Anyone can have freckles, but lighter-skinned people are more likely than darker-skinned people to have them. Khan told Insider she thinks the trend promotes “Eurocentric” beauty standards and prioritizes freckles over more typical South Asian features.
Lawyer and anti-racism activist Kudrat Dutta Chaudhary told Insider that it’s understandable that South Asian women feel the trend this way, but also said it’s important to note that some people of color, such as people from Latino communities, have talked about being intimidated for have freckles in childhood.
Experts say when white designers take advantage of beauty trends like this, they become even more harmful
Khan and Nair, who both said they were teased for wearing henna, said the trend implies that South Asian culture is only “cool” when white designers are into it, and they pointed out yoga and Chai as other examples of how their culture has been ‘whitewashed’ and reduced to ‘fads’ and ‘trends’.
Chaudhary told Insider that those comparisons were tied to a “colonial hangover.” She said the the idea that white people were intellectually and culturally superior to people of color – strengthened when India was a colony of the British Empire, before it gained independence in 1947 and established its constitution in 1950 – still persists today against marginalized communities.
A consequence of this is that skin whitening The products, which are widely believed to promote Eurocentric beauty ideals, are still popular in India.
“Growing up in India, I noticed that any product endorsed by a white face was always seen as more legitimate. So it makes sense that these trends are often started by white people, and why henna isn’t seen as” cool “when a brown person wears it,” Chaudhary said.

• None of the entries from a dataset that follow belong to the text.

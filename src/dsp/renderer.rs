//! Offline renderer — turns a ParameterSet into one mono buffer.
//!
//! Graph: source → filter → [distortion] → dry + [delay send] + [reverb send]
//! → master gain (ADSR) → clamp. Every call builds its own graph and buffer.

use std::io::{Cursor, Seek, Write};

use log::debug;
use rand::{Rng, SeedableRng};
use rand_chacha::ChaCha8Rng;

use super::envelope::Envelope;
use super::pipeline::Pipeline;
use super::source;
use crate::error::{Result, SfxError};
use crate::params::ParameterSet;

/// Shortest buffer ever rendered, in seconds.
pub const MIN_RENDER_SECONDS: f64 = 0.1;

/// Delay tail is this many delay periods long.
pub const DELAY_TAIL_PERIODS: f64 = 5.0;

/// Fixed tail reserved for reverb, in seconds.
pub const REVERB_TAIL_SECONDS: f64 = 2.0;

pub const MIN_SAMPLE_RATE: u32 = 8_000;
pub const MAX_SAMPLE_RATE: u32 = 192_000;

/// Render settings that are not part of the sound itself.
#[derive(Debug, Clone, Copy, PartialEq, Eq)]
pub struct RenderConfig {
    pub sample_rate: u32,
    /// Seed for noise and reverb impulses. `None` draws from entropy.
    pub seed: Option<u64>,
}

impl Default for RenderConfig {
    fn default() -> Self {
        RenderConfig {
            sample_rate: 44_100,
            seed: None,
        }
    }
}

impl RenderConfig {
    pub fn with_sample_rate(sample_rate: u32) -> Self {
        RenderConfig {
            sample_rate,
            ..RenderConfig::default()
        }
    }

    pub fn seeded(mut self, seed: u64) -> Self {
        self.seed = Some(seed);
        self
    }

    fn validate(&self) -> Result<()> {
        if !(MIN_SAMPLE_RATE..=MAX_SAMPLE_RATE).contains(&self.sample_rate) {
            return Err(SfxError::Render(format!(
                "sample rate {} outside {MIN_SAMPLE_RATE}..={MAX_SAMPLE_RATE}",
                self.sample_rate
            )));
        }
        Ok(())
    }
}

/// Sample encoding for WAV export.
#[derive(Debug, Clone, Copy, PartialEq, Eq)]
pub enum WavFormat {
    Pcm16,
    Float32,
}

/// A rendered mono sound, samples in [-1, 1].
#[derive(Debug, Clone, PartialEq)]
pub struct RenderedBuffer {
    pub samples: Vec<f32>,
    pub sample_rate: u32,
}

impl RenderedBuffer {
    pub fn len(&self) -> usize {
        self.samples.len()
    }

    pub fn is_empty(&self) -> bool {
        self.samples.is_empty()
    }

    /// Length in seconds.
    pub fn duration(&self) -> f64 {
        self.samples.len() as f64 / self.sample_rate as f64
    }

    /// Largest absolute sample value.
    pub fn peak(&self) -> f32 {
        self.samples.iter().fold(0.0_f32, |m, &s| m.max(s.abs()))
    }

    /// Write a mono WAV stream.
    pub fn write_wav<W: Write + Seek>(&self, writer: W, format: WavFormat) -> Result<()> {
        let (bits_per_sample, sample_format) = match format {
            WavFormat::Pcm16 => (16, hound::SampleFormat::Int),
            WavFormat::Float32 => (32, hound::SampleFormat::Float),
        };
        let spec = hound::WavSpec {
            channels: 1,
            sample_rate: self.sample_rate,
            bits_per_sample,
            sample_format,
        };
        let mut wav = hound::WavWriter::new(writer, spec)?;
        for &s in &self.samples {
            match format {
                WavFormat::Pcm16 => wav.write_sample(to_pcm16(s))?,
                WavFormat::Float32 => wav.write_sample(s)?,
            }
        }
        wav.finalize()?;
        Ok(())
    }

    /// 16-bit PCM WAV file as bytes.
    pub fn to_wav_bytes(&self) -> Result<Vec<u8>> {
        self.encode(WavFormat::Pcm16)
    }

    /// 32-bit float WAV file as bytes.
    pub fn to_wav_f32_bytes(&self) -> Result<Vec<u8>> {
        self.encode(WavFormat::Float32)
    }

    fn encode(&self, format: WavFormat) -> Result<Vec<u8>> {
        let mut cursor = Cursor::new(Vec::new());
        self.write_wav(&mut cursor, format)?;
        Ok(cursor.into_inner())
    }
}

fn to_pcm16(s: f32) -> i16 {
    (s as f64 * 32767.0).round().clamp(-32768.0, 32767.0) as i16
}

/// Total render length in seconds: sound + release + effect tails.
///
/// Never shorter than [`MIN_RENDER_SECONDS`]. For very short sounds this
/// floor wins, so the buffer is longer than `duration + release + tails`
/// (e.g. 0.03 s of sound at 44.1 kHz still renders 4410 frames).
pub fn total_length(params: &ParameterSet) -> f64 {
    let delay_tail = if params.delay_time > 0.0 {
        params.delay_time * DELAY_TAIL_PERIODS
    } else {
        0.0
    };
    let reverb_tail = if params.reverb > 0.0 {
        REVERB_TAIL_SECONDS
    } else {
        0.0
    };
    (params.duration + params.release + delay_tail + reverb_tail).max(MIN_RENDER_SECONDS)
}

/// Number of frames rendered for `params` at `sample_rate`.
pub fn frame_count(params: &ParameterSet, sample_rate: u32) -> usize {
    (total_length(params) * sample_rate as f64).ceil() as usize
}

/// Render `params`, seeding randomness from `config.seed`.
pub fn render(params: &ParameterSet, config: &RenderConfig) -> Result<RenderedBuffer> {
    let mut rng = match config.seed {
        Some(seed) => ChaCha8Rng::seed_from_u64(seed),
        None => ChaCha8Rng::from_entropy(),
    };
    render_with_rng(params, config, &mut rng)
}

/// Render `params` drawing noise and impulse samples from `rng`.
///
/// Out-of-range parameters are clamped first. Fails on an unsupported sample
/// rate or if the graph produces a non-finite sample.
pub fn render_with_rng<R: Rng>(
    params: &ParameterSet,
    config: &RenderConfig,
    rng: &mut R,
) -> Result<RenderedBuffer> {
    config.validate()?;
    let params = params.clamped();
    let sample_rate = config.sample_rate as f64;
    let frames = frame_count(&params, config.sample_rate);
    debug!(
        "render {:?} at {} Hz: {:.3} s, {frames} frames",
        params.waveform,
        config.sample_rate,
        total_length(&params)
    );

    let signal = source::generate(&params, sample_rate, frames, rng);
    let mut pipeline = Pipeline::from_params(&params, sample_rate, rng);
    let bus = pipeline.process(signal);

    let gain = Envelope::from_params(&params).gain_automation(params.volume);
    let output = bus.output(&gain, sample_rate);

    if let Some(i) = output.iter().position(|s| !s.is_finite()) {
        return Err(SfxError::Render(format!("non-finite sample at frame {i}")));
    }
    Ok(RenderedBuffer {
        samples: output.into_iter().map(|s| s as f32).collect(),
        sample_rate: config.sample_rate,
    })
}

Sunaina Maira, a professor of Asian American Studies at UC Davis in California, told Insider that during cultures borrow each other all the timeespecially in fashion, it’s always important to ask who is profiting from these trends.
“I think we need to challenge this debate and take it further by talking about things like who’s making money from it and who’s being left out, because those are the things that hurt people,” he said. she stated.

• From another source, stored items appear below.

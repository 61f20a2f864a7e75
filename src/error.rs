use thiserror::Error;

/// Errors surfaced by the synthesis engine.
///
/// Out-of-range parameters never reach this type: they are clamped by
/// [`crate::params::ParameterSet::clamped`]. Only structurally unusable
/// input, graph failures and container I/O are reported.
#[derive(Debug, Error)]
pub enum SfxError {
    /// Input that cannot be interpreted as a parameter set at all.
    #[error("Validation error: {0}")]
    Validation(String),

    #[error("Validation error: malformed parameter JSON: {0}")]
    Json(#[from] serde_json::Error),

    /// The signal graph could not be built or produced unusable output.
    #[error("Render error: {0}")]
    Render(String),

    /// Parameter data that cannot be encoded as given (e.g. harmonics).
    #[error("Encoding error: {0}")]
    Encoding(String),

    #[error("WAV export failed: {0}")]
    Wav(#[from] hound::Error),
}

pub type Result<T> = std::result::Result<T, SfxError>;
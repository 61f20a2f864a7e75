//! Filter cutoff modulation — LFO vibrato and envelope follow.
//!
//! The cutoff starts as a flat timeline at `filterFreq`. Envelope follow
//! replaces that timeline with exponential ADSR breakpoints; the LFO is then
//! added on top, sample by sample, for the whole render.

use std::f64::consts::PI;

use super::automation::Automation;
use super::envelope::Envelope;
use crate::params::ParameterSet;

/// Envelope-follow breakpoints are clamped into this band (Hz).
pub const ENV_CUTOFF_MIN: f64 = 20.0;
pub const ENV_CUTOFF_MAX: f64 = 22_000.0;

/// Lowest cutoff the filter ever receives (Hz).
const CUTOFF_FLOOR: f64 = 10.0;

/// Keep a cutoff inside (floor, Nyquist) for `sample_rate`.
pub fn clamp_cutoff(freq: f64, sample_rate: f64) -> f64 {
    freq.clamp(CUTOFF_FLOOR, sample_rate * 0.49)
}

/// Sine LFO, bipolar, scaled by `depth`.
#[derive(Debug, Clone)]
pub struct Lfo {
    pub rate: f64,
    pub depth: f64,
    phase: f64,
    sample_rate: f64,
}

impl Lfo {
    pub fn new(rate: f64, depth: f64, sample_rate: f64) -> Self {
        Lfo {
            rate,
            depth,
            phase: 0.0,
            sample_rate,
        }
    }

    pub fn next_sample(&mut self) -> f64 {
        let out = self.depth * (2.0 * PI * self.phase).sin();
        self.phase += self.rate / self.sample_rate;
        self.phase -= self.phase.floor();
        out
    }
}

/// Cutoff frequency timeline for one render.
#[derive(Debug, Clone)]
pub struct CutoffModulation {
    base: Automation,
    lfo: Option<Lfo>,
    sample_rate: f64,
}

impl CutoffModulation {
    pub fn from_params(params: &ParameterSet, sample_rate: f64) -> Self {
        let base = if params.env_mod_active() {
            envelope_follow(params)
        } else {
            Automation::new(params.filter_freq)
        };
        let lfo = params.lfo_active().then(|| {
            Lfo::new(
                params.filter_mod_lfo_rate,
                params.filter_mod_lfo_depth,
                sample_rate,
            )
        });
        CutoffModulation {
            base,
            lfo,
            sample_rate,
        }
    }

    /// True when the cutoff never moves.
    pub fn is_static(&self) -> bool {
        self.lfo.is_none() && self.base.is_constant()
    }

    /// Cutoff for each of `num_samples` frames, kept inside (floor, Nyquist).
    pub fn render(&mut self, num_samples: usize) -> Vec<f64> {
        (0..num_samples)
            .map(|i| {
                let base = self.base.value_at(i as f64 / self.sample_rate);
                let wobble = self.lfo.as_mut().map_or(0.0, Lfo::next_sample);
                clamp_cutoff(base + wobble, self.sample_rate)
            })
            .collect()
    }
}

/// Cutoff ADSR: `filterFreq` → `+depth` → `+depth·sustain` → back to `filterFreq`.
///
/// Shares the amplitude envelope's timings. All transitions are exponential.
pub fn envelope_follow(params: &ParameterSet) -> Automation {
    let bp = Envelope::from_params(params).breakpoints();
    let base = clamp_env(params.filter_freq);
    let peak = clamp_env(params.filter_freq + params.filter_mod_env_depth);
    let held = clamp_env(params.filter_freq + params.filter_mod_env_depth * params.sustain);

    let mut cutoff = Automation::new(base);
    cutoff
        .set_value_at(base, 0.0)
        .exponential_ramp_to(peak, bp.attack_end)
        .exponential_ramp_to(held, bp.decay_end)
        .set_value_at(held, bp.release_start)
        .exponential_ramp_to(base, bp.release_end);
    cutoff
}

fn clamp_env(freq: f64) -> f64 {
    freq.clamp(ENV_CUTOFF_MIN, ENV_CUTOFF_MAX)
}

Lekha Nettem, a 20-year-old South Asian TikToker who decided to try henna freckles despite the controversy surrounding the trend, told Insider that she believes that as long as people buy their henna from women of color, say in their local Indian market, they “keep its culture alive” and “stay more connected to it.” the root of culture practice.”
However, Davina Rajoopillai, a marketing and advertising expert who co-founded Badlands, a company focused on diversity in television and social media, said that while trends like this boost sales of products like henna, South Asian companies stand to gain credit and equity in addition to profits.

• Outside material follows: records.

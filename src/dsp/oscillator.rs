//! Anti-aliased oscillators using PolyBLEP, plus additive wavetables.

use std::f64::consts::PI;

use crate::params::HARMONIC_COUNT;

/// Samples per cycle in an additive wavetable.
const TABLE_SIZE: usize = 2048;

/// Supported periodic shapes.
#[derive(Debug, Clone, PartialEq)]
pub enum Shape {
    Sine,
    Square,
    Sawtooth,
    Triangle,
    /// One cycle of an additive waveform, peak-normalized to 1.
    Wavetable(Vec<f64>),
}

/// A band-limited oscillator driven by a per-sample frequency.
///
/// All shapes start at a zero crossing heading upward (square starts high).
#[derive(Debug, Clone)]
pub struct Oscillator {
    pub shape: Shape,
    phase: f64,
    sample_rate: f64,
}

impl Oscillator {
    pub fn new(shape: Shape, sample_rate: f64) -> Self {
        Oscillator {
            shape,
            phase: 0.0,
            sample_rate,
        }
    }

    /// Oscillator playing a weighted sum of sine partials.
    ///
    /// `harmonics[n]` is the amplitude of partial `n + 1`.
    pub fn additive(harmonics: &[f64; HARMONIC_COUNT], sample_rate: f64) -> Self {
        Oscillator::new(Shape::Wavetable(build_wavetable(harmonics)), sample_rate)
    }

    /// Generate the next sample at `frequency` Hz.
    pub fn next_sample(&mut self, frequency: f64) -> f64 {
        let inc = frequency / self.sample_rate;
        let sample = match &self.shape {
            Shape::Sine => (2.0 * PI * self.phase).sin(),
            Shape::Sawtooth => sawtooth(self.phase, inc),
            Shape::Square => square(self.phase, inc),
            Shape::Triangle => triangle(self.phase),
            Shape::Wavetable(table) => lookup(table, self.phase),
        };

        self.phase += inc;
        self.phase -= self.phase.floor();

        sample
    }
}

/// Rises from -1 to +1 and drops; shifted half a cycle so it starts at 0.
/// PolyBLEP corrects the discontinuity at the wrap.
fn sawtooth(phase: f64, inc: f64) -> f64 {
    let t = (phase + 0.5) % 1.0;
    2.0 * t - 1.0 - poly_blep(t, inc)
}

fn square(phase: f64, inc: f64) -> f64 {
    let mut value = if phase < 0.5 { 1.0 } else { -1.0 };
    value += poly_blep(phase, inc);
    value -= poly_blep((phase + 0.5) % 1.0, inc);
    value
}

/// Piecewise linear, shifted a quarter cycle so it starts at 0 rising.
fn triangle(phase: f64) -> f64 {
    let t = (phase + 0.25) % 1.0;
    if t < 0.5 {
        4.0 * t - 1.0
    } else {
        3.0 - 4.0 * t
    }
}

/// PolyBLEP (Polynomial Band-Limited Step) anti-aliasing correction.
///
/// `t` is the phase [0, 1), `dt` is the phase increment per sample.
fn poly_blep(t: f64, dt: f64) -> f64 {
    if dt <= 0.0 {
        return 0.0;
    }
    if t < dt {
        let t = t / dt;
        2.0 * t - t * t - 1.0
    } else if t > 1.0 - dt {
        let t = (t - 1.0) / dt;
        t * t + 2.0 * t + 1.0
    } else {
        0.0
    }
}

fn build_wavetable(harmonics: &[f64; HARMONIC_COUNT]) -> Vec<f64> {
    let mut table: Vec<f64> = (0..TABLE_SIZE)
        .map(|j| {
            let x = 2.0 * PI * j as f64 / TABLE_SIZE as f64;
            harmonics
                .iter()
                .enumerate()
                .filter(|&(_, &amp)| amp != 0.0)
                .map(|(n, &amp)| amp * ((n + 1) as f64 * x).sin())
                .sum()
        })
        .collect();

    let peak = table.iter().fold(0.0_f64, |m, &s| m.max(s.abs()));
    if peak > 0.0 {
        for s in &mut table {
            *s /= peak;
        }
    }
    table
}

/// Linear-interpolated table read at phase [0, 1).
fn lookup(table: &[f64], phase: f64) -> f64 {
    let pos = phase * table.len() as f64;
    let i = pos as usize % table.len();
    let j = (i + 1) % table.len();
    let frac = pos - pos.floor();
    table[i] + (table[j] - table[i]) * frac
}

#[cfg(test)]
mod tests {
    use super::*;

    fn run(shape: Shape) -> Vec<f64> {
        let mut osc = Oscillator::new(shape, 44100.0);
        (0..44100).map(|_| osc.next_sample(440.0)).collect()
    }

    #[test]
    fn sine_zero_at_start() {
        let mut osc = Oscillator::new(Shape::Sine, 44100.0);
        let sample = osc.next_sample(440.0);
        assert!(sample.abs() < 1e-10, "Sine should start near 0, got {sample}");
    }

    #[test]
    fn sine_range() {
        for s in run(Shape::Sine) {
            assert!((-1.0..=1.0).contains(&s), "Sine out of range: {s}");
        }
    }

    #[test]
    fn sawtooth_range() {
        for s in run(Shape::Sawtooth) {
            assert!((-1.5..=1.5).contains(&s), "Saw out of range: {s}");
        }
    }

    #[test]
    fn square_range() {
        for s in run(Shape::Square) {
            assert!((-1.5..=1.5).contains(&s), "Square out of range: {s}");
        }
    }

    #[test]
    fn triangle_range_and_start() {
        let samples = run(Shape::Triangle);
        assert!(samples[0].abs() < 1e-12);
        for s in samples {
            assert!((-1.0..=1.0).contains(&s), "Triangle out of range: {s}");
        }
    }

    #[test]
    fn frequency_sets_cycle_length() {
        // 100 Hz at 1 kHz: one cycle every 10 samples.
        let mut osc = Oscillator::new(Shape::Sine, 1000.0);
        let a: Vec<f64> = (0..20).map(|_| osc.next_sample(100.0)).collect();
        assert!((a[0] - a[10]).abs() < 1e-9);
        assert!((a[3] - a[13]).abs() < 1e-9);
    }

    #[test]
    fn fundamental_only_table_is_a_sine() {
        let mut h = [0.0; HARMONIC_COUNT];
        h[0] = 1.0;
        let mut table_osc = Oscillator::additive(&h, 44100.0);
        let mut sine = Oscillator::new(Shape::Sine, 44100.0);
        for _ in 0..2000 {
            let a = table_osc.next_sample(440.0);
            let b = sine.next_sample(440.0);
            assert!((a - b).abs() < 1e-4, "{a} vs {b}");
        }
    }

    #[test]
    fn additive_table_is_peak_normalized() {
        let h = [1.0, 0.5, 0.33, 0.0, 0.2, 0.0, 0.0, 0.1];
        let table = build_wavetable(&h);
        let peak = table.iter().fold(0.0_f64, |m, &s| m.max(s.abs()));
        assert!((peak - 1.0).abs() < 1e-12);
    }

    #[test]
    fn silent_table_stays_silent() {
        let table = build_wavetable(&[0.0; HARMONIC_COUNT]);
        assert!(table.iter().all(|&s| s == 0.0));
    }
}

To achieve this, white creators should credit and promote these businesses for them to really benefit, Rajoopillai told Insider, adding that TikTok should also make an effort to promote South Asian businesses, similar to Instagram recently added new tags to help black businesses receive more credit on the app. TikTok did not immediately respond to Insider’s request for comment.
Like Maira, Rajoopillai said these trends point to broader issues of inequality in the beauty industry, as South Asian women have had to “work hard to be represented”. When white designers go viral for trends around South Asian products, it’s reminiscent of the “slow progress that’s been made in recent years,” she said.
South Asian creators say speaking out they hope to find productive solutions to appropriation issues
Khan and Nair told Insider they didn’t want to “cancel” people or “tell people what to do with their lives,” but said they wanted people to become more “educated” about the story of South Asia by making an active effort to learn more about the region’s cultural practices.
Khan suggested that if TikTok creators still want to try the trend, she’d like to see them acknowledge and “tell the cultural story behind henna” while they do it.
For more stories like this, check out Insider’s digital literacy team coverage here.